Constitutionally delicate, Agnes Clerke from her earliest years, as so often is to be noticed in cases of frail health, found her chief delight in literary study and in music. From quiet talks often enjoyed with her in her later life, it was clear that the thoughtfulness of Agnes Clerke, and her liking for probing difficult problems, must have developed early.

This is not the place for enlarging upon the family influences of her home life, but it should be said that these were truly fostering, and that she was a devoted and loving daughter, to whom the parental sympathy, strongly given on both sides, was at once inspiration and joy. Mrs. Clerke was a remarkable woman, with rare powers of insight and of capacity for love. Her conversational powers were of a high order, as was her musical ability. Those privileged to be present at her afternoon gatherings will not easily forget their pleasures; and intimate friends will long remember the charms of her music. Her rendering of old Irish airs on Ireland’s national instrument—the harp—was delightful; and so indeed was her piano-playing. She told me one day near the close of her life, when near her eightieth birthday, that she practised on her instruments every day. This was interesting; and showed that power of persevering work—even under the natural disabilities of age—which was a marked feature in her daughter Agnes.

The bust, a photograph of which is here reproduced, was executed in Rome when Mrs. Clerke was about fifty years of age.

In considering the fostering influences of Agnes Clerke’s home life, that of her only brother, Aubrey St. John Clerke, should be mentioned.

Mr. Clerke won the first gold medal of Trinity College, Dublin, in Mathematics at his Degree examination in 1865, and was awarded a studentship of £100 a year for seven years—the highest honour obtainable at the Degree examination. He also won the second gold medal conferred by the University for Experimental and Natural Science.

Mr. Clerke has told me—what indeed I always believed—that although not professing to be a mathematician, his sister’s perception of mathematical truth was singularly clear; and I feel sure that her brother’s mathematical powers and knowledge of Natural Science were a great advantage to her, for the helpfulness of thorough sympathy is very great. In her later life she took lessons in mathematics, and expatiated to me on the pleasure she felt in them. Not that she aimed at making herself a mathematician; she was too wise to so err. Her object was simply to go far enough to enable her to do better her own particular work. No one that I have known—man or woman—better understood that the half may be better than the whole; that the art of doing, consists, greatly, in—not doing. She could renounce. And in these days great renunciation is necessary if useful work is to be done.

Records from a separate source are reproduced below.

//! Query filter for task listings.

use super::{Coordinates, Task, TaskStatus};
use rust_decimal::Decimal;

/// Default maximum number of tasks returned by a listing.
const DEFAULT_LIMIT: usize = 50;

/// Search radius around a point.
#[derive(Debug, Clone, Copy, PartialEq)]
pub struct Proximity {
    /// Search centre.
    pub center: Coordinates,
    /// Maximum distance from the centre in kilometres.
    pub radius_km: f64,
}

/// Criteria for listing tasks, newest first.
///
/// Defaults to open tasks, at most fifty of them.
#[derive(Debug, Clone, PartialEq)]
pub struct TaskFilter {
    status: TaskStatus,
    category: Option<String>,
    text: Option<String>,
    min_budget: Option<Decimal>,
    max_budget: Option<Decimal>,
    near: Option<Proximity>,
    limit: usize,
}

impl Default for TaskFilter {
    fn default() -> Self {
        Self {
            status: TaskStatus::Open,
            category: None,
            text: None,
            min_budget: None,
            max_budget: None,
            near: None,
            limit: DEFAULT_LIMIT,
        }
    }
}

impl TaskFilter {
    /// Creates a filter for open tasks.
    #[must_use]
    pub fn new() -> Self {
        Self::default()
    }

    /// Restricts results to a status.
    #[must_use]
    pub const fn with_status(mut self, status: TaskStatus) -> Self {
        self.status = status;
        self
    }

    /// Restricts results to a category.
    #[must_use]
    pub fn with_category(mut self, category: impl Into<String>) -> Self {
        self.category = Some(category.into());
        self
    }

    /// Matches a case-insensitive substring of title or description.
    #[must_use]
    pub fn with_text(mut self, text: impl Into<String>) -> Self {
        self.text = Some(text.into());
        self
    }

    /// Restricts results to budgets within the inclusive range.
    #[must_use]
    pub const fn with_budget_range(mut self, min: Option<Decimal>, max: Option<Decimal>) -> Self {
        self.min_budget = min;
        self.max_budget = max;
        self
    }

    /// Restricts results to geocoded tasks within `radius_km` of `center`.
    #[must_use]
    pub const fn near(mut self, center: Coordinates, radius_km: f64) -> Self {
        self.near = Some(Proximity { center, radius_km });
        self
    }

    /// Caps the number of results.
    #[must_use]
    pub const fn with_limit(mut self, limit: usize) -> Self {
        self.limit = limit;
        self
    }

    /// Returns the status criterion.
    #[must_use]
    pub const fn status(&self) -> TaskStatus {
        self.status
    }

    /// Returns the category criterion.
    #[must_use]
    pub fn category(&self) -> Option<&str> {
        self.category.as_deref()
    }

    /// Returns the free-text criterion.
    #[must_use]
    pub fn text(&self) -> Option<&str> {
        self.text.as_deref()
    }

    /// Returns the lower budget bound.
    #[must_use]
    pub const fn min_budget(&self) -> Option<Decimal> {
        self.min_budget
    }

    /// Returns the upper budget bound.
    #[must_use]
    pub const fn max_budget(&self) -> Option<Decimal> {
        self.max_budget
    }

    /// Returns the proximity criterion.
    #[must_use]
    pub const fn proximity(&self) -> Option<Proximity> {
        self.near
    }

    /// Returns the result cap.
    #[must_use]
    pub const fn limit(&self) -> usize {
        self.limit
    }

    /// Returns whether `task` satisfies every criterion except the limit.
    #[must_use]
    pub fn matches(&self, task: &Task) -> bool {
        self.matches_stored_fields(task) && self.matches_proximity(task)
    }

    /// Returns whether `task` satisfies every criterion a store can index:
    /// status, category, text, and budget.
    #[must_use]
    pub fn matches_stored_fields(&self, task: &Task) -> bool {
        let details = task.details();
        let budget = details.budget.amount();
        task.status() == self.status
            && self
                .category
                .as_deref()
                .is_none_or(|category| details.category == category)
            && self.text.as_deref().is_none_or(|needle| {
                let lowered = needle.to_lowercase();
                details.title.to_lowercase().contains(&lowered)
                    || details.description.to_lowercase().contains(&lowered)
            })
            && self.min_budget.is_none_or(|min| budget >= min)
            && self.max_budget.is_none_or(|max| budget <= max)
    }

    /// Returns whether `task` lies within the proximity radius, if one is set.
    ///
    /// Tasks without coordinates never match a proximity criterion.
    #[must_use]
    pub fn matches_proximity(&self, task: &Task) -> bool {
        self.near.is_none_or(|proximity| {
            task.details()
                .location
                .coordinates()
                .is_some_and(|point| point.distance_km(proximity.center) <= proximity.radius_km)
        })
    }
}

In 1861 the Clerke family moved to Dublin, and in 1863 to Queenstown. The winters of 1867 and of 1868 were spent at Rome; those of 1871 and 1872 at Naples; and the next four winters at Florence—the summers of 1874-76 being passed at the Bagni di Lucca. Both sisters profited to the full from this sojourn in Italy, as their subsequent writings show; but Agnes at Florence worked specially hard, reading constantly in the Public Library there, and always, I believe, with one great object before her.

It is a question of much interest to examine into the early leanings and aspirations of those who distinguish themselves later, and Agnes Clerke early determined her life work. Before leaving Skibbereen, about the age of fifteen, she had clearly before her the intention of writing a history of Astronomy, and it is thought, had actually written a few chapters. Her first article accepted for the Edinburgh Review, is in harmony with the above facts.

Agnes Clerke’s first wish to examine into Science generally, was roused by the perusal of Joyce’s Scientific Dialogues; but as regards Astronomy, Sir John Herschel’s Outlines was her earliest guide—and I can imagine how much this really great book was to her, from my own early use of it.


Well do I remember reading an article in the Edinburgh Review for October 1880, on “The Chemistry of the Stars.” I admired it much: I wondered who had written it, for it seemed to me to be unlike the work of any one then known in the scientific world. Five years later I solved my puzzle, for in 1885 appeared the History of Astronomy in the Nineteenth Century; and I had not looked far into it before I exclaimed: “Now I know who wrote that article in the Edinburgh Review!”

Shortly after—dining at a house where to dine was always to share in a feast of reason and flow of soul—and sitting between our distinguished and kindly host Sir William Bowman, and Sir Robert Ball, Sir Robert and I exchanged ideas about the new History of Astronomy, and about its author, the new “Unknown.” With all his own acuteness, Sir Robert showed that the writer could not be a practical astronomer. But I was delighted to find that my admiration for the History was fully shared by him, and that his praise of it was very warm.

Shortly afterwards I entered upon a friendship, and upon a companionship in Astronomy, which have been among my best pleasures.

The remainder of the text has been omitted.